Hummel, who heads the anaphylaxis section of the Canadian Society of Allergy and Clinical Immunology, says the most dangerous culprits are the yellow jacket, honeybee, paper wasp, white face hornet and yellow hornet.

Venom immunotherapy can get results, he says.

He says people with a history of severe reactions to a sting have a 60-per-cent likelihood of another reaction if stung again. But venom immunotherapy can reduce the risk to less than five per cent, he says.

Patients are tested on all five insect venoms — regardless of what species caused the initial reaction — and given diluted amounts of any poison that causes a reaction.
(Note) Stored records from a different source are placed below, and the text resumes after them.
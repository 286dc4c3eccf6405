use axum::{
    middleware,
    routing::{delete, get, post},
    Router,
};

use crate::{handlers, system};
use system::auth::middleware::{require_admin, require_auth};

/// Конфигурация всех роутов приложения
pub fn configure_routes() -> Router {
    Router::new()
        .merge(system::api::routes::configure_system_routes())
        // ========================================
        // A001 CONTRACTS
        // ========================================
        .route(
            "/api/contract",
            get(handlers::a001_contract::list)
                .layer(middleware::from_fn(require_auth))
                .merge(post(handlers::a001_contract::upsert).layer(middleware::from_fn(require_admin))),
        )
        .route(
            "/api/contract/:id",
            get(handlers::a001_contract::get_by_id)
                .layer(middleware::from_fn(require_auth))
                .merge(delete(handlers::a001_contract::delete).layer(middleware::from_fn(require_admin))),
        )
        .route(
            "/api/contract/:id/status",
            post(handlers::a001_contract::set_status).layer(middleware::from_fn(require_admin)),
        )
        // ========================================
        // A002 CONTRACT FILES
        // ========================================
        .route(
            "/api/contract/:id/files",
            get(handlers::a002_contract_file::list_files).layer(middleware::from_fn(require_auth)),
        )
        .route(
            "/api/contract/:id/files/sync",
            post(handlers::a002_contract_file::sync).layer(middleware::from_fn(require_auth)),
        )
        .route(
            "/api/contract_file/:id/link",
            post(handlers::a002_contract_file::create_link).layer(middleware::from_fn(require_auth)),
        )
        .route(
            "/api/contract_file/:id/confirm",
            post(handlers::a002_contract_file::confirm).layer(middleware::from_fn(require_auth)),
        )
        // Доступ по подписанной ссылке, без заголовка Authorization
        .route(
            "/api/contract_file/:id/content",
            get(handlers::a002_contract_file::content)
                .head(handlers::a002_contract_file::content_head),
        )
        .route(
            "/api/contract_file/events",
            get(handlers::a002_contract_file::events),
        )
        // ========================================
        // REFERENCE DATA (admin only)
        // ========================================
        .route(
            "/api/customer",
            get(handlers::a003_customer::list_all)
                .post(handlers::a003_customer::upsert)
                .layer(middleware::from_fn(require_admin)),
        )
        .route(
            "/api/customer/:id",
            get(handlers::a003_customer::get_by_id)
                .delete(handlers::a003_customer::delete)
                .layer(middleware::from_fn(require_admin)),
        )
        .route(
            "/api/technician",
            get(handlers::a004_technician::list_all)
                .post(handlers::a004_technician::upsert)
                .layer(middleware::from_fn(require_admin)),
        )
        .route(
            "/api/technician/:id",
            get(handlers::a004_technician::get_by_id)
                .delete(handlers::a004_technician::delete)
                .layer(middleware::from_fn(require_admin)),
        )
        .route(
            "/api/service_case",
            get(handlers::a005_service_case::list)
                .post(handlers::a005_service_case::upsert)
                .layer(middleware::from_fn(require_admin)),
        )
        .route(
            "/api/service_case/:id",
            get(handlers::a005_service_case::get_by_id)
                .delete(handlers::a005_service_case::delete)
                .layer(middleware::from_fn(require_admin)),
        )
        // ========================================
        // DASHBOARDS
        // ========================================
        .route(
            "/api/d400/economics",
            get(handlers::dashboards::economics).layer(middleware::from_fn(require_admin)),
        )
        .route(
            "/api/d401/billing",
            get(handlers::dashboards::billing).layer(middleware::from_fn(require_admin)),
        )
        .route(
            "/api/d401/billing/export",
            get(handlers::dashboards::billing_export).layer(middleware::from_fn(require_admin)),
        )
        .route(
            "/api/d402/pipeline",
            get(handlers::dashboards::pipeline).layer(middleware::from_fn(require_admin)),
        )
        .route(
            "/api/d403/ranking",
            get(handlers::dashboards::ranking).layer(middleware::from_fn(require_admin)),
        )
        .route(
            "/api/d404/portal",
            get(handlers::dashboards::portal).layer(middleware::from_fn(require_auth)),
        )
        // ========================================
        // UTILITIES
        // ========================================
        .route(
            "/api/logs",
            get(handlers::logs::list_all)
                .post(handlers::logs::create)
                .delete(handlers::logs::clear_all)
                .layer(middleware::from_fn(require_admin)),
        )
}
It can take from a few days to a year to create an immunity, depending on the patient. A typical regimen begins with weekly injections of diluted venom, levelling off to a “two-sting dose” every six to eight weeks. Some patients, Green among them, need the injections for life.

Green is relieved venom immunotherapy has kept alive his communion with nature.

“It’s a good feeling knowing that I should be all right,” he says. “I love being outside and the injections just make everything so much easier.”

Bee-ware of those stingers

These tips will help you avoid painful and, for some, potentially life-threatening, insect attacks.

• Keep your shoes on. Honeybees are attracted to the clover that grows on lawns and fields.

• Don’t rely on repellents. They might keep away those pesky mosquitoes and black flies, but most are ineffective against flying, stinging insects.

• Don’t attempt to swat or “shoo” away bees. It’s best to gently brush them away or – better yet – be patient and let them fly off when they are ready.

• Watch your pop can. All types of insects love sugary beverages and will climb right into the tin, box or glass to enjoy them.

• Use tight lids on garbage cans, which are wasp magnets.

• Avoid sweet-smelling hairspray, deodorant or perfume.

• Don’t wear bright clothing, especially articles that include a floral pattern.